DATA FOR THIS EXERCISE START

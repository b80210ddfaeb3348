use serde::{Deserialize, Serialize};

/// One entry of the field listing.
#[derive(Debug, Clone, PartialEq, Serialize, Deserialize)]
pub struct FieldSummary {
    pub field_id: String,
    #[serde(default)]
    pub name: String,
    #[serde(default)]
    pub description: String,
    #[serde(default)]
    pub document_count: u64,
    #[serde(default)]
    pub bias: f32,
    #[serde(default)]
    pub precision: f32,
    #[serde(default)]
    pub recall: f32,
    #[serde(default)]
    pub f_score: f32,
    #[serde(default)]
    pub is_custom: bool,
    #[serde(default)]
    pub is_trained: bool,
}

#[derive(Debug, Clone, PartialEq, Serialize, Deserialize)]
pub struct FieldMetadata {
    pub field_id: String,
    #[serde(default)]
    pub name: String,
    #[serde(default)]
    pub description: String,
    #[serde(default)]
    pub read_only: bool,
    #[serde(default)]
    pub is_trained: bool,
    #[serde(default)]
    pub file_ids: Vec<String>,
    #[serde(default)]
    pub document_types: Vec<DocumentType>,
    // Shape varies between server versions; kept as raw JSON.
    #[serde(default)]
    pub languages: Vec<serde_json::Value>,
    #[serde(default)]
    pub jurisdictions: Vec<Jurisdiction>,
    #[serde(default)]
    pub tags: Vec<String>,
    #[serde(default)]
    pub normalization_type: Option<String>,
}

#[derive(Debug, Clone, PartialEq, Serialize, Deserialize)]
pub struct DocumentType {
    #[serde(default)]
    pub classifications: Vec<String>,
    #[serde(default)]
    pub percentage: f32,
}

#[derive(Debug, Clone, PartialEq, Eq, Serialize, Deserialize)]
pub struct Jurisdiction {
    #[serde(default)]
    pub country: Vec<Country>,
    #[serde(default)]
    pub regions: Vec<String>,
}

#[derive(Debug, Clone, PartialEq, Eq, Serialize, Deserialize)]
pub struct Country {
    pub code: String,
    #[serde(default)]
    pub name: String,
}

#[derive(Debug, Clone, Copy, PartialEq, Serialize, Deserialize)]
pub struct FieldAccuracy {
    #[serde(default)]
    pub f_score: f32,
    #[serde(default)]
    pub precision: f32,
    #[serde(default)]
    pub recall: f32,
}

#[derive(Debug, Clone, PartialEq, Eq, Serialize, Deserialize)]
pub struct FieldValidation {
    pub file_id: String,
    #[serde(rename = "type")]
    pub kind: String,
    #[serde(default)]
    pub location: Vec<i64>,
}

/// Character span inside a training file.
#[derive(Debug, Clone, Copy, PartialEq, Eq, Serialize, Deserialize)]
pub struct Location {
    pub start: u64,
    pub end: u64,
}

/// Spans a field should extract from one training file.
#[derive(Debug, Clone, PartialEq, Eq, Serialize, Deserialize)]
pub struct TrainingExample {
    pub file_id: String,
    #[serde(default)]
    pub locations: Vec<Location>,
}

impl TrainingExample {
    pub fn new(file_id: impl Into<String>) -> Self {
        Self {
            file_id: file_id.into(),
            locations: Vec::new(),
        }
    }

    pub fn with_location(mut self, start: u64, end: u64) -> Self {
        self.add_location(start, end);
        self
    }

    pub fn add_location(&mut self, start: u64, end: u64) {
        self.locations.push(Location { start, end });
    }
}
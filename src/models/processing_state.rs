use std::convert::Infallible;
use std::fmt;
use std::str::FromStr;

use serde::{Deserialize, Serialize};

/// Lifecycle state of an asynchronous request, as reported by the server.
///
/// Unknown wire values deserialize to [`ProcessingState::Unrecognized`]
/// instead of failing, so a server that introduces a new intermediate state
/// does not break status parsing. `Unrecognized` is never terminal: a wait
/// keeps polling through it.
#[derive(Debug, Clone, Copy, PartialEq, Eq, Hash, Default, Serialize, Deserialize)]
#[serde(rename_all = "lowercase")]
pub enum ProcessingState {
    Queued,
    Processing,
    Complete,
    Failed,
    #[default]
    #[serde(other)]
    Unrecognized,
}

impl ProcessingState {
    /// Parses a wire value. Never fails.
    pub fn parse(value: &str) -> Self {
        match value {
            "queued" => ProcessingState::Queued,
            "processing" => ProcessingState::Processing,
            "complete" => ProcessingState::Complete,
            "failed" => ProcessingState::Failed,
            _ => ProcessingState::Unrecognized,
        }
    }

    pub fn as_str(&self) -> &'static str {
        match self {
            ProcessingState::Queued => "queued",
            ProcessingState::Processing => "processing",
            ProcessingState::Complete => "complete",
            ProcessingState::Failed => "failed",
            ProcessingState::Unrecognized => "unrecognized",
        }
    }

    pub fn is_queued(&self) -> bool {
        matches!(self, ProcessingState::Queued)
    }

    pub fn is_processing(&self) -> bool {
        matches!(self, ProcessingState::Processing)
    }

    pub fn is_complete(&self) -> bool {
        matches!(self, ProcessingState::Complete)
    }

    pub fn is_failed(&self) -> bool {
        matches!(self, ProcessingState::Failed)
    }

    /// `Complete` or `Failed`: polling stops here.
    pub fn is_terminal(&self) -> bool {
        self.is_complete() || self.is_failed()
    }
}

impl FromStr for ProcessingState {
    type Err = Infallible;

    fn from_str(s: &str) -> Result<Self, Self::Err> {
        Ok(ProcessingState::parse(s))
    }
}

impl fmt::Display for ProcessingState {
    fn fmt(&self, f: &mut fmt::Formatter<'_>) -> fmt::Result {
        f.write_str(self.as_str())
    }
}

DATA FOR THIS EXERCISE END

Search the records for the string "Country" and report each line that has it.

▶ _RESULT OF THIS TASK_:
    pub country: Vec<Country>,
pub struct Country {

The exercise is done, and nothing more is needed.